When the distance to the decision boundary is zero, uncertainty is high, making a probability of 0.5 appropriate.
As we move away from the decision boundary, confidence increases, warranting higher or lower probabilities accordingly.

Logistic function

An S-shaped curve, such as the standard logistic function (aka sigmoid), is termed a squashing function because it maps a wide input domain to a constrained output range.

\[ \sigma(t) = \frac{1}{1+e^{-t}} \]

Logistic (Logit) Regression

Analogous to linear regression, logistic regression computes a weighted sum of the input features, expressed as: \[ \theta_0 + \theta_1 x_i^{(1)} + \theta_2 x_i^{(2)} + \ldots + \theta_D x_i^{(D)} \]
However, using the sigmoid function limits its output to the range \((0,1)\): \[ \sigma(\theta_0 + \theta_1 x_i^{(1)} + \theta_2 x_i^{(2)} + \ldots + \theta_D x_i^{(D)}) \]

Logistic regression

The Logistic Regression model, in its vectorized form, is defined as:

\[ h_\theta(x_i) = \sigma(\theta x_i) = \frac{1}{1+e^{- \theta x_i}} \]

Logistic regression (two attributes)

\[ h_\theta(x_i) = \sigma(\theta x_i) \]

In logistic regression, the probability of correctly classifying an example increases as its distance from the decision boundary increases.
This principle holds for both positive and negative classes.
An example lying on the decision boundary has a 50% probability of belonging to either class.

Logistic regression

The Logistic Regression model, in its vectorized form, is defined as:

\[ h_\theta(x_i) = \sigma(\theta x_i) = \frac{1}{1+e^{- \theta x_i}} \]
Predictions are made as follows:
- \(y_i = 0\), if \(h_\theta(x_i) < 0.5\)
- \(y_i = 1\), if \(h_\theta(x_i) \geq 0.5\)

The values of \(\theta\) are learned using gradient descent.

One-vs-All

One-vs-All classifier (complete)

from sklearn.model_selection import train_test_split
from sklearn.preprocessing import label_binarize

# Load the Iris dataset
iris = load_iris()
X, y = iris.data, iris.target

# Binarize the output
y_bin = label_binarize(y, classes=[0, 1, 2])

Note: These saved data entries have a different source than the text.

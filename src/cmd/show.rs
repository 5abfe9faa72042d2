use crate::calc::grid::{build_grid, DayCell, MonthGrid};
use crate::calc::month::{MonthCursor, WEEKDAY_ABBREVS};
use crate::data::persistence::{encode, Format};
use crate::data::{AvailabilityModel, Tier};
use anyhow::{Context, Result};
use chrono::{Local, NaiveDate};

pub fn run(month: Option<&str>, json: bool) -> Result<()> {
    let availability = AvailabilityModel::load_checked()?;
    let today = Local::now().date_naive();
    let cursor = match month {
        Some(m) => parse_month(m)?,
        None => MonthCursor::containing(today),
    };
    let grid = build_grid(cursor, today, &availability, None);

    let mut out = std::io::stdout();
    if json {
        use std::io::Write;
        writeln!(out, "{}", encode(&grid, Format::Json)?)?;
        Ok(())
    } else {
        write_month(&grid, &mut out)
    }
}

/// Parses `YYYY-MM` into the month it names.
pub(crate) fn parse_month(raw: &str) -> Result<MonthCursor> {
    let first = NaiveDate::parse_from_str(&format!("{raw}-01"), "%Y-%m-%d")
        .with_context(|| format!("invalid month '{raw}', expected YYYY-MM"))?;
    Ok(MonthCursor::containing(first))
}

pub(crate) fn write_month<W: std::io::Write>(grid: &MonthGrid, out: &mut W) -> Result<()> {
    writeln!(out, "{:^27}", grid.label)?;
    let header: Vec<String> = WEEKDAY_ABBREVS.iter().map(|d| format!("{d:<3}")).collect();
    writeln!(out, "{}", header.join(" ").trim_end())?;
    for week in grid.weeks() {
        let row: Vec<String> = week.iter().map(cell_text).collect();
        writeln!(out, "{}", row.join(" ").trim_end())?;
    }
    writeln!(out, "---")?;
    writeln!(out, "+ available  ~ limited  . past")?;
    Ok(())
}

fn cell_text(cell: &DayCell) -> String {
    match cell {
        DayCell::Placeholder => "   ".to_string(),
        DayCell::Day { day, .. } => format!("{day:2}{}", marker(cell)),
    }
}

fn marker(cell: &DayCell) -> char {
    match cell {
        DayCell::Day { is_past: true, .. } => '.',
        DayCell::Day {
            tier: Some(Tier::Available),
            ..
        } => '+',
        DayCell::Day {
            tier: Some(Tier::Limited),
            ..
        } => '~',
        _ => ' ',
    }
}
pub mod grid;
pub mod month;
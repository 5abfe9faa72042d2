//! Fire-and-forget cosmetic timers.
//!
//! Callbacks hold `Weak` handles to the visual state they touch. When the grid
//! is rebuilt the strong handles are dropped, so a late callback finds nothing
//! to upgrade and does nothing.

use std::cell::Cell;
use std::rc::{Rc, Weak};
use std::time::{Duration, Instant};

/// Transient look of a single day cell.
#[derive(Debug, Clone, Copy, PartialEq, Eq, Default)]
pub enum Pulse {
    #[default]
    Rest,
    Raised,
}

/// Transient look of the whole grid after a month change.
#[derive(Debug, Clone, Copy, PartialEq, Eq, Default)]
pub enum Motion {
    #[default]
    Settled,
    /// Hidden and offset toward the side the month is arriving from.
    /// `from_right` is true when moving forward.
    Entering { from_right: bool },
    Settling,
}

pub type Visual<T> = Rc<Cell<T>>;

#[derive(Debug, Clone, Copy, PartialEq, Eq, PartialOrd, Ord, Hash)]
pub struct TimerId(u64);

struct Pending {
    id: TimerId,
    due: Instant,
    action: Box<dyn FnOnce()>,
}

#[derive(Default)]
pub struct Scheduler {
    next_id: u64,
    pending: Vec<Pending>,
}

impl Scheduler {
    pub fn new() -> Self {
        Self::default()
    }

    pub fn schedule(&mut self, due: Instant, action: impl FnOnce() + 'static) -> TimerId {
        let id = TimerId(self.next_id);
        self.next_id += 1;
        self.pending.push(Pending {
            id,
            due,
            action: Box::new(action),
        });
        id
    }

    /// Schedules a write of `value` into `target`, if it is still alive at `due`.
    pub fn set_later<T: Copy + 'static>(
        &mut self,
        due: Instant,
        target: &Visual<T>,
        value: T,
    ) -> TimerId {
        let weak: Weak<Cell<T>> = Rc::downgrade(target);
        self.schedule(due, move || {
            if let Some(cell) = weak.upgrade() {
                cell.set(value);
            }
        })
    }

    /// Returns false if the timer already fired or was cancelled.
    pub fn cancel(&mut self, id: TimerId) -> bool {
        let before = self.pending.len();
        self.pending.retain(|p| p.id != id);
        self.pending.len() != before
    }

    /// Runs every callback due at or before `now`, oldest deadline first.
    /// Returns how many ran.
    pub fn run_due(&mut self, now: Instant) -> usize {
        let (mut due, rest): (Vec<_>, Vec<_>) =
            std::mem::take(&mut self.pending).into_iter().partition(|p| p.due <= now);
        self.pending = rest;
        due.sort_by_key(|p| (p.due, p.id));
        let count = due.len();
        for p in due {
            (p.action)();
        }
        count
    }

}

/// Starts a pulse on `target` and schedules its reset after `length`.
pub fn pulse(
    scheduler: &mut Scheduler,
    target: &Visual<Pulse>,
    now: Instant,
    length: Duration,
) -> TimerId {
    target.set(Pulse::Raised);
    scheduler.set_later(now + length, target, Pulse::Rest)
}

/// Puts `target` in its entering position and schedules the settle steps.
pub fn slide_in(
    scheduler: &mut Scheduler,
    target: &Visual<Motion>,
    from_right: bool,
    now: Instant,
    delay: Duration,
    length: Duration,
) -> [TimerId; 2] {
    target.set(Motion::Entering { from_right });
    [
        scheduler.set_later(now + delay, target, Motion::Settling),
        scheduler.set_later(now + delay + length, target, Motion::Settled),
    ]
}
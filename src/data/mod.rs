pub mod availability;
pub mod persistence;
pub mod settings;

pub use availability::{Availability, AvailabilityModel, Tier};
pub use persistence::Persistable;
pub use settings::AppSettings;
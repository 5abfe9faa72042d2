use chrono::{Datelike, Months, NaiveDate};

const MONTH_NAMES: [&str; 12] = [
    "January",
    "February",
    "March",
    "April",
    "May",
    "June",
    "July",
    "August",
    "September",
    "October",
    "November",
    "December",
];

const MONTH_ABBREVS: [&str; 12] = [
    "Jan", "Feb", "Mar", "Apr", "May", "Jun", "Jul", "Aug", "Sep", "Oct", "Nov", "Dec",
];

/// Sunday-first weekday header.
pub const WEEKDAY_ABBREVS: [&str; 7] = ["Su", "Mo", "Tu", "We", "Th", "Fr", "Sa"];

/// Full month name for a zero-based month index.
pub fn month_name(month0: u32) -> &'static str {
    MONTH_NAMES.get(month0 as usize).copied().unwrap_or("Unknown")
}

/// Three-letter month name for a zero-based month index.
pub fn month_abbrev(month0: u32) -> &'static str {
    MONTH_ABBREVS.get(month0 as usize).copied().unwrap_or("???")
}

pub fn is_leap_year(year: i32) -> bool {
    (year % 4 == 0 && year % 100 != 0) || year % 400 == 0
}

/// Days in a zero-based month.
pub fn days_in_month(year: i32, month0: u32) -> u32 {
    match month0 {
        1 if is_leap_year(year) => 29,
        1 => 28,
        3 | 5 | 8 | 10 => 30,
        _ => 31,
    }
}

/// A displayed month, stored as its first day so it is always a valid date.
#[derive(Debug, Clone, Copy, PartialEq, Eq)]
pub struct MonthCursor {
    first: NaiveDate,
}

impl MonthCursor {
    /// Cursor for the month containing `date`.
    pub fn containing(date: NaiveDate) -> Self {
        MonthCursor {
            first: date.with_day(1).unwrap_or(date),
        }
    }

    /// Cursor for `year` and zero-based `month0`, if that month is representable.
    pub fn new(year: i32, month0: u32) -> Option<Self> {
        NaiveDate::from_ymd_opt(year, month0 + 1, 1).map(|first| MonthCursor { first })
    }

    pub fn year(&self) -> i32 {
        self.first.year()
    }

    pub fn month0(&self) -> u32 {
        self.first.month0()
    }

    /// 0 = Sunday .. 6 = Saturday.
    pub fn first_weekday(&self) -> u32 {
        self.first.weekday().num_days_from_sunday()
    }

    pub fn days(&self) -> u32 {
        days_in_month(self.year(), self.month0())
    }

    pub fn date(&self, day: u32) -> Option<NaiveDate> {
        self.first.with_day(day)
    }

    /// `"<FullMonthName> <Year>"`.
    pub fn label(&self) -> String {
        format!("{} {}", month_name(self.month0()), self.year())
    }

    /// Moves by `delta` months with year carry. Stays put at the edge of the
    /// representable range.
    pub fn step(self, delta: i32) -> Self {
        let months = Months::new(delta.unsigned_abs());
        let moved = if delta >= 0 {
            self.first.checked_add_months(months)
        } else {
            self.first.checked_sub_months(months)
        };
        moved.map(|first| MonthCursor { first }).unwrap_or(self)
    }
}

#[cfg(test)]
mod tests {
    use super::*;

    fn d(y: i32, m: u32, day: u32) -> NaiveDate {
        NaiveDate::from_ymd_opt(y, m, day).unwrap()
    }

    #[test]
    fn test_month_name_known_values() {
        assert_eq!(month_name(0), "January");
        assert_eq!(month_name(2), "March");
        assert_eq!(month_name(11), "December");
    }

    #[test]
    fn test_month_name_unknown() {
        assert_eq!(month_name(12), "Unknown");
        assert_eq!(month_abbrev(12), "???");
    }

    #[test]
    fn test_month_abbrev_known_values() {
        assert_eq!(month_abbrev(0), "Jan");
        assert_eq!(month_abbrev(2), "Mar");
        assert_eq!(month_abbrev(11), "Dec");
    }

    #[test]
    fn test_days_in_month_february_non_leap() {
        assert_eq!(days_in_month(2025, 1), 28);
        assert_eq!(days_in_month(1900, 1), 28);
    }

    #[test]
    fn test_days_in_month_february_leap() {
        assert_eq!(days_in_month(2024, 1), 29);
        assert_eq!(days_in_month(2000, 1), 29);
    }

    #[test]
    fn test_days_in_month_matches_chrono() {
        for year in [1999, 2000, 2023, 2024, 2100] {
            for month0 in 0..12 {
                let cursor = MonthCursor::new(year, month0).unwrap();
                let next = cursor.step(1).date(1).unwrap();
                let last = next.pred_opt().unwrap();
                assert_eq!(days_in_month(year, month0), last.day(), "{year}-{month0}");
            }
        }
    }

    #[test]
    fn test_first_weekday_march_2024_is_friday() {
        let cursor = MonthCursor::new(2024, 2).unwrap();
        assert_eq!(cursor.first_weekday(), 5);
        assert_eq!(cursor.days(), 31);
        assert_eq!(cursor.label(), "March 2024");
    }

    #[test]
    fn test_containing_snaps_to_first() {
        let cursor = MonthCursor::containing(d(2026, 10, 16));
        assert_eq!(cursor.date(1), Some(d(2026, 10, 1)));
        assert_eq!(cursor.month0(), 9);
        assert_eq!(cursor.year(), 2026);
    }

    #[test]
    fn test_step_across_year() {
        let dec = MonthCursor::new(2025, 11).unwrap();
        assert_eq!(dec.step(1), MonthCursor::new(2026, 0).unwrap());
        let jan = MonthCursor::new(2026, 0).unwrap();
        assert_eq!(jan.step(-1), MonthCursor::new(2025, 11).unwrap());
    }

    #[test]
    fn test_twelve_steps_round_trip_a_year() {
        for month0 in 0..12 {
            let start = MonthCursor::new(2024, month0).unwrap();
            let forward = (0..12).fold(start, |c, _| c.step(1));
            assert_eq!(forward, MonthCursor::new(2025, month0).unwrap());
            let backward = (0..12).fold(start, |c, _| c.step(-1));
            assert_eq!(backward, MonthCursor::new(2023, month0).unwrap());
        }
    }

    #[test]
    fn test_step_stays_put_at_range_edge() {
        let last = MonthCursor::containing(NaiveDate::MAX);
        assert_eq!(last.step(1), last);
    }
}
mod calc;
mod cmd;
mod data;
mod ui;

use clap::{Parser, Subcommand};
use flexi_logger::{FileSpec, Logger};
use std::path::{Path, PathBuf};

#[derive(Parser)]
#[command(name = "datepick", about = "pick a booking date from an availability calendar")]
struct Cli {
    /// Path to the data directory containing config and availability files (default: ./config)
    #[arg(long, default_value = "./config")]
    data_dir: PathBuf,

    /// Write logs to this file instead of stderr
    #[arg(long)]
    log_file: Option<PathBuf>,

    #[command(subcommand)]
    command: Option<Commands>,
}

#[derive(Subcommand)]
enum Commands {
    /// Write default config and availability files
    Init,
    /// Print one month non-interactively
    Show {
        /// Month to show as YYYY-MM (default: current month)
        #[arg(short, long)]
        month: Option<String>,
        /// Print the rendered grid as JSON
        #[arg(long)]
        json: bool,
    },
}

fn main() -> anyhow::Result<()> {
    let cli = Cli::parse();

    // Keep the handle alive so file output is flushed on exit.
    let _logger = init_logging(cli.log_file.as_deref())?;

    let data_dir = if cli.data_dir.is_absolute() {
        cli.data_dir.clone()
    } else {
        std::env::current_dir()?.join(&cli.data_dir)
    };
    data::persistence::set_data_dir(data_dir.clone());

    // Auto-init when the data directory is missing or empty and the user did not
    // explicitly invoke the `init` subcommand.
    let is_init_command = matches!(cli.command, Some(Commands::Init));
    if !is_init_command && dir_needs_init(&data_dir) {
        eprintln!(
            "Data directory '{}' is missing or empty, running init...",
            data_dir.display()
        );
        cmd::init::run()?;
    }

    match cli.command {
        None => cmd::root::run(),
        Some(Commands::Init) => cmd::init::run(),
        Some(Commands::Show { month, json }) => cmd::show::run(month.as_deref(), json),
    }
}

/// Stderr at `warn` by default so the TUI stays clean; a log file gets `debug`.
/// `RUST_LOG` overrides either.
fn init_logging(log_file: Option<&Path>) -> anyhow::Result<flexi_logger::LoggerHandle> {
    let default_level = if log_file.is_some() { "debug" } else { "warn" };
    let mut logger = Logger::try_with_env_or_str(default_level)?;
    if let Some(path) = log_file {
        logger = logger.log_to_file(FileSpec::try_from(path)?);
    }
    Ok(logger.start()?)
}

/// Returns true when `dir` does not exist or exists but contains no files.
fn dir_needs_init(dir: &Path) -> bool {
    if !dir.exists() {
        return true;
    }
    dir.read_dir()
        .map(|mut entries| entries.next().is_none())
        .unwrap_or(false)
}

#[cfg(test)]
mod tests {
    use super::*;
    use std::fs;
    use tempfile::TempDir;

    #[test]
    fn test_dir_needs_init_nonexistent() {
        let tmp = TempDir::new().unwrap();
        assert!(dir_needs_init(&tmp.path().join("does_not_exist")));
    }

    #[test]
    fn test_dir_needs_init_empty_dir() {
        let tmp = TempDir::new().unwrap();
        assert!(dir_needs_init(tmp.path()));
    }

    #[test]
    fn test_dir_needs_init_after_init() {
        let tmp = TempDir::new().unwrap();
        cmd::init::run_in_dir(tmp.path()).unwrap();
        assert!(!dir_needs_init(tmp.path()));
        fs::remove_file(tmp.path().join("config.yaml")).unwrap();
        assert!(!dir_needs_init(tmp.path()));
    }

    #[test]
    fn test_cli_parses_show_flags() {
        let cli = Cli::try_parse_from(["datepick", "show", "--month", "2024-03", "--json"]).unwrap();
        match cli.command {
            Some(Commands::Show { month, json }) => {
                assert_eq!(month.as_deref(), Some("2024-03"));
                assert!(json);
            }
            _ => panic!("expected show command"),
        }
        assert_eq!(cli.data_dir, PathBuf::from("./config"));
    }

    #[test]
    fn test_cli_no_subcommand_runs_picker() {
        let cli = Cli::try_parse_from(["datepick", "--log-file", "/tmp/dp.log"]).unwrap();
        assert!(cli.command.is_none());
        assert_eq!(cli.log_file, Some(PathBuf::from("/tmp/dp.log")));
    }
}
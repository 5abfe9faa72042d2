pub mod init;
pub mod root;
pub mod show;
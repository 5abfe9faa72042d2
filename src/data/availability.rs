use crate::data::persistence::Persistable;
use anyhow::Result;
use serde::{Deserialize, Serialize};
use std::collections::BTreeSet;

/// Availability classification of a calendar day.
#[derive(Serialize, Deserialize, Clone, Copy, Debug, PartialEq, Eq, Hash)]
#[serde(rename_all = "lowercase")]
pub enum Tier {
    Available,
    Limited,
    Unavailable,
}

impl Tier {
    pub fn label(self) -> &'static str {
        match self {
            Tier::Available => "available",
            Tier::Limited => "limited",
            Tier::Unavailable => "unavailable",
        }
    }
}

/// Anything that can classify a day-of-month. The controller is generic over
/// this so the static model can be swapped for a real data source.
pub trait Availability {
    fn classify(&self, day: u32) -> Tier;
}

impl<F> Availability for F
where
    F: Fn(u32) -> Tier,
{
    fn classify(&self, day: u32) -> Tier {
        self(day)
    }
}

/// Day-of-month keyed tiers. The same mapping applies to every month.
#[derive(Serialize, Deserialize, Clone, Debug, PartialEq, Eq)]
pub struct AvailabilityModel {
    #[serde(default)]
    pub available: BTreeSet<u32>,
    #[serde(default)]
    pub limited: BTreeSet<u32>,
    #[serde(default)]
    pub unavailable: BTreeSet<u32>,
}

impl Default for AvailabilityModel {
    fn default() -> Self {
        AvailabilityModel {
            available: [5, 6, 7, 12, 13, 14, 19, 20, 21, 26, 27, 28].into(),
            limited: [8, 15, 22, 29].into(),
            unavailable: [1, 2, 3, 4, 9, 10, 11, 16, 17, 18, 23, 24, 25, 30, 31].into(),
        }
    }
}

impl Persistable for AvailabilityModel {
    fn filename() -> &'static str {
        "availability.yaml"
    }
}

impl Availability for AvailabilityModel {
    fn classify(&self, day: u32) -> Tier {
        if self.available.contains(&day) {
            Tier::Available
        } else if self.limited.contains(&day) {
            Tier::Limited
        } else {
            Tier::Unavailable
        }
    }
}

impl AvailabilityModel {
    /// Loads the model and logs any data problems. Problems are tolerated:
    /// out-of-range days never match and overlaps resolve by precedence.
    pub fn load_checked() -> Result<Self> {
        let model = Self::load()?;
        for issue in model.validate() {
            log::warn!("availability.yaml: {issue}");
        }
        Ok(model)
    }

    pub fn validate(&self) -> Vec<String> {
        let mut issues = Vec::new();
        let sets = [
            (Tier::Available, &self.available),
            (Tier::Limited, &self.limited),
            (Tier::Unavailable, &self.unavailable),
        ];
        for (tier, set) in sets {
            for day in set.iter().filter(|d| !(1..=31).contains(*d)) {
                issues.push(format!("day {day} in '{}' is outside 1-31", tier.label()));
            }
        }
        for (i, (a_tier, a)) in sets.iter().enumerate() {
            for (b_tier, b) in &sets[i + 1..] {
                for day in a.intersection(b) {
                    issues.push(format!(
                        "day {day} is listed as both '{}' and '{}'",
                        a_tier.label(),
                        b_tier.label()
                    ));
                }
            }
        }
        issues
    }
}

#[cfg(test)]
mod tests {
    use super::*;

    #[test]
    fn test_classify_sample_days() {
        let m = AvailabilityModel::default();
        assert_eq!(m.classify(5), Tier::Available);
        assert_eq!(m.classify(12), Tier::Available);
        assert_eq!(m.classify(8), Tier::Limited);
        assert_eq!(m.classify(29), Tier::Limited);
        assert_eq!(m.classify(1), Tier::Unavailable);
        assert_eq!(m.classify(31), Tier::Unavailable);
    }

    #[test]
    fn test_classify_total_and_exclusive() {
        let m = AvailabilityModel::default();
        for day in 1..=31 {
            let tier = m.classify(day);
            assert_eq!(tier, m.classify(day), "classify must be deterministic");
            match tier {
                Tier::Available => assert!(!m.limited.contains(&day)),
                Tier::Limited => assert!(!m.available.contains(&day)),
                Tier::Unavailable => {
                    assert!(!m.available.contains(&day));
                    assert!(!m.limited.contains(&day));
                }
            }
        }
    }

    #[test]
    fn test_unlisted_day_is_unavailable() {
        let m = AvailabilityModel {
            available: [1].into(),
            limited: BTreeSet::new(),
            unavailable: BTreeSet::new(),
        };
        assert_eq!(m.classify(2), Tier::Unavailable);
    }

    #[test]
    fn test_overlap_prefers_available() {
        let m = AvailabilityModel {
            available: [3].into(),
            limited: [3].into(),
            unavailable: BTreeSet::new(),
        };
        assert_eq!(m.classify(3), Tier::Available);
    }

    #[test]
    fn test_default_sets_are_disjoint_and_in_range() {
        assert!(AvailabilityModel::default().validate().is_empty());
    }

    #[test]
    fn test_validate_reports_out_of_range_and_overlap() {
        let m = AvailabilityModel {
            available: [0, 4].into(),
            limited: [4, 40].into(),
            unavailable: BTreeSet::new(),
        };
        let issues = m.validate();
        assert_eq!(issues.len(), 3);
        assert!(issues.iter().any(|i| i.contains("day 0")));
        assert!(issues.iter().any(|i| i.contains("day 40")));
        assert!(issues.iter().any(|i| i.contains("both 'available' and 'limited'")));
    }

    #[test]
    fn test_out_of_range_day_never_matches() {
        let m = AvailabilityModel {
            available: [42].into(),
            limited: BTreeSet::new(),
            unavailable: BTreeSet::new(),
        };
        for day in 1..=31 {
            assert_eq!(m.classify(day), Tier::Unavailable);
        }
    }

    #[test]
    fn test_closure_is_an_availability_source() {
        let even_only = |day: u32| {
            if day % 2 == 0 {
                Tier::Available
            } else {
                Tier::Unavailable
            }
        };
        assert_eq!(even_only.classify(4), Tier::Available);
        assert_eq!(even_only.classify(5), Tier::Unavailable);
    }

    #[test]
    fn test_yaml_missing_sets_default_to_empty() {
        let m: AvailabilityModel = serde_norway::from_str("available: [1, 2]").unwrap();
        assert_eq!(m.available.len(), 2);
        assert!(m.limited.is_empty());
        assert!(m.unavailable.is_empty());
    }

    #[test]
    fn test_tier_serializes_lowercase() {
        assert_eq!(serde_json::to_string(&Tier::Limited).unwrap(), "\"limited\"");
    }
}
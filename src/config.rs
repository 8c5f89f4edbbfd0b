//! Engine configuration.

use serde::{
    Deserialize,
    Serialize,
};

use crate::error::TranslationError;
use crate::types::LanguageId;

/// Which interpolation strategy runs for a translate call.
///
/// Mutable at runtime via the engine; a change affects subsequent calls
/// only.
#[derive(Debug, Clone, Copy, PartialEq, Eq, Default, Deserialize, Serialize)]
#[serde(rename_all = "kebab-case")]
pub enum InterpolationMethod {
    /// Single-pass segment/value reconstruction (the primary strategy).
    StrategyA,
    /// Independent replacement passes (the fallback strategy).
    StrategyB,
    /// Try strategy A; on a malformed template log and fall back to
    /// strategy B.
    #[default]
    Auto,
}

/// Configuration for [`crate::I18nEngine`].
///
/// Deserializable from the camelCase wire form, e.g.
/// `{"defaultLanguage": "en", "languageSupports": ["en", "vi"]}`.
#[derive(Debug, Clone, PartialEq, Eq, Deserialize, Serialize)]
#[serde(rename_all = "camelCase", default)]
pub struct EngineConfig {
    /// The initially active language.
    pub default_language: LanguageId,

    /// Secondary language consulted when a key is absent in the active
    /// language's map. `None` disables fallback resolution.
    pub fallback_language: Option<LanguageId>,

    /// Base resource location; resources live at
    /// `<assets_path>/<lang>.json`.
    pub assets_path: String,

    /// Allow-list of languages; a language change outside this set fails
    /// with [`TranslationError::UnsupportedLanguage`].
    pub language_supports: Vec<LanguageId>,

    /// Initial interpolation strategy policy.
    pub interpolation_method: InterpolationMethod,
}

impl Default for EngineConfig {
    fn default() -> Self {
        Self {
            default_language: "en".to_string(),
            fallback_language: Some("en".to_string()),
            assets_path: "./assets/i18n".to_string(),
            language_supports: vec!["en".to_string()],
            interpolation_method: InterpolationMethod::Auto,
        }
    }
}

impl EngineConfig {
    /// Checks that the configuration is internally consistent.
    ///
    /// # Errors
    /// [`TranslationError::Config`] when the allow-list is empty, or when
    /// the default or fallback language is outside the allow-list.
    pub fn validate(&self) -> Result<(), TranslationError> {
        if self.language_supports.is_empty() {
            return Err(TranslationError::Config(
                "languageSupports must not be empty".to_string(),
            ));
        }
        if !self.is_supported(&self.default_language) {
            return Err(TranslationError::Config(format!(
                "defaultLanguage \"{}\" is not in languageSupports",
                self.default_language
            )));
        }
        if let Some(fallback) = &self.fallback_language {
            if !self.is_supported(fallback) {
                return Err(TranslationError::Config(format!(
                    "fallbackLanguage \"{fallback}\" is not in languageSupports"
                )));
            }
        }
        Ok(())
    }

    /// Whether `lang` is in the allow-list.
    #[must_use]
    pub fn is_supported(&self, lang: &str) -> bool {
        self.language_supports.iter().any(|supported| supported == lang)
    }
}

# Split the dataset into training and testing sets
X_train, X_test, y_train, y_test = train_test_split(X, y_bin, test_size=0.2, random_state=42)

One-vs-All classifier (complete)

# Train a One-vs-All classifier for each class

classifiers = []
for i in range(3):
    clf = LogisticRegression()
    clf.fit(X_train, y_train[:, i])
    classifiers.append(clf)

One-vs-All classifier (complete)

# Predict on a new sample
new_sample = X_test[0].reshape(1, -1)
confidences = [clf.decision_function(new_sample) for clf in classifiers]

# Final assignment
final_class = np.argmax(confidences)

# Printing the result
print(f"Final class assigned: {iris.target_names[final_class]}")
print(f"True class: {iris.target_names[np.argmax(y_test[0])]}")

Final class assigned: versicolor
True class: versicolor

`label_binarized`

from sklearn.preprocessing import label_binarize

# Original class labels
y_train = np.array([0, 1, 2, 0, 1, 2, 1, 0])

# Binarize the labels
y_train_binarized = label_binarize(y_train, classes=[0, 1, 2])

# Assume y_train_binarized contains the binarized labels
print("Binarized labels:\n", y_train_binarized)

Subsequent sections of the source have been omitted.